_What this task involves:_
The entries that follow need to be returned without any alteration.

___ Material for the task

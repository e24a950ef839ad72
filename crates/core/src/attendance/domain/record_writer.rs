use crate::attendance::domain::observation::Observation;
use crate::attendance::domain::record_store::{NewRecord, RecordKey, RecordStore};
use crate::attendance::domain::track_resolver::ResolvedTracks;
use crate::shared::BoxError;

/// Outcome of persisting one run's observations.
#[derive(Clone, Copy, Debug, Default, PartialEq, Eq)]
pub struct WriteSummary {
    pub created: usize,
    /// Observations whose key was already stored.
    pub duplicates: usize,
    /// Observations dropped because their track never resolved.
    pub unresolved: usize,
}

/// Persists buffered observations under their tracks' resolved identities.
pub struct RecordWriter<'a> {
    store: &'a dyn RecordStore,
    class_id: i64,
}

impl<'a> RecordWriter<'a> {
    pub fn new(store: &'a dyn RecordStore, class_id: i64) -> Self {
        Self { store, class_id }
    }

    pub fn write(
        &self,
        observations: &[Observation],
        resolved: &ResolvedTracks,
    ) -> Result<WriteSummary, BoxError> {
        let mut unresolved = 0;
        let mut pending = Vec::with_capacity(observations.len());
        for obs in observations {
            let Some(identity) = resolved.identity_of(obs.track_id) else {
                unresolved += 1;
                continue;
            };
            pending.push(NewRecord {
                key: RecordKey {
                    identity: identity.to_string(),
                    class_id: self.class_id,
                    frame_id: obs.frame_id,
                },
                emotion: obs.emotion.clone(),
            });
        }

        let attempted = pending.len();
        let created = self.store.create_all(pending)?;
        Ok(WriteSummary {
            created,
            duplicates: attempted - created,
            unresolved,
        })
    }
}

______

_Solution for this problem:_
repository e24a950ef839ad72
filename crates/core/src/attendance/domain/record_writer.rs
use crate::attendance::domain::observation::Observation;
use crate::attendance::domain::record_store::{NewRecord, RecordKey, RecordStore};
use crate::attendance::domain::track_resolver::ResolvedTracks;
use crate::shared::BoxError;

/// Outcome of persisting one run's observations.
#[derive(Clone, Copy, Debug, Default, PartialEq, Eq)]
pub struct WriteSummary {
    pub created: usize,
    /// Observations whose key was already stored.
    pub duplicates: usize,
    /// Observations dropped because their track never resolved.
    pub unresolved: usize,
}

/// Persists buffered observations under their tracks' resolved identities.
pub struct RecordWriter<'a> {
    store: &'a dyn RecordStore,
    class_id: i64,
}

impl<'a> RecordWriter<'a> {
    pub fn new(store: &'a dyn RecordStore, class_id: i64) -> Self {
        Self { store, class_id }
    }

    pub fn write(
        &self,
        observations: &[Observation],
        resolved: &ResolvedTracks,
    ) -> Result<WriteSummary, BoxError> {
        let mut unresolved = 0;
        let mut pending = Vec::with_capacity(observations.len());
        for obs in observations {
            let Some(identity) = resolved.identity_of(obs.track_id) else {
                unresolved += 1;
                continue;
            };
            pending.push(NewRecord {
                key: RecordKey {
                    identity: identity.to_string(),
                    class_id: self.class_id,
                    frame_id: obs.frame_id,
                },
                emotion: obs.emotion.clone(),
            });
        }

        let attempted = pending.len();
        let created = self.store.create_all(pending)?;
        Ok(WriteSummary {
            created,
            duplicates: attempted - created,
            unresolved,
        })
    }
}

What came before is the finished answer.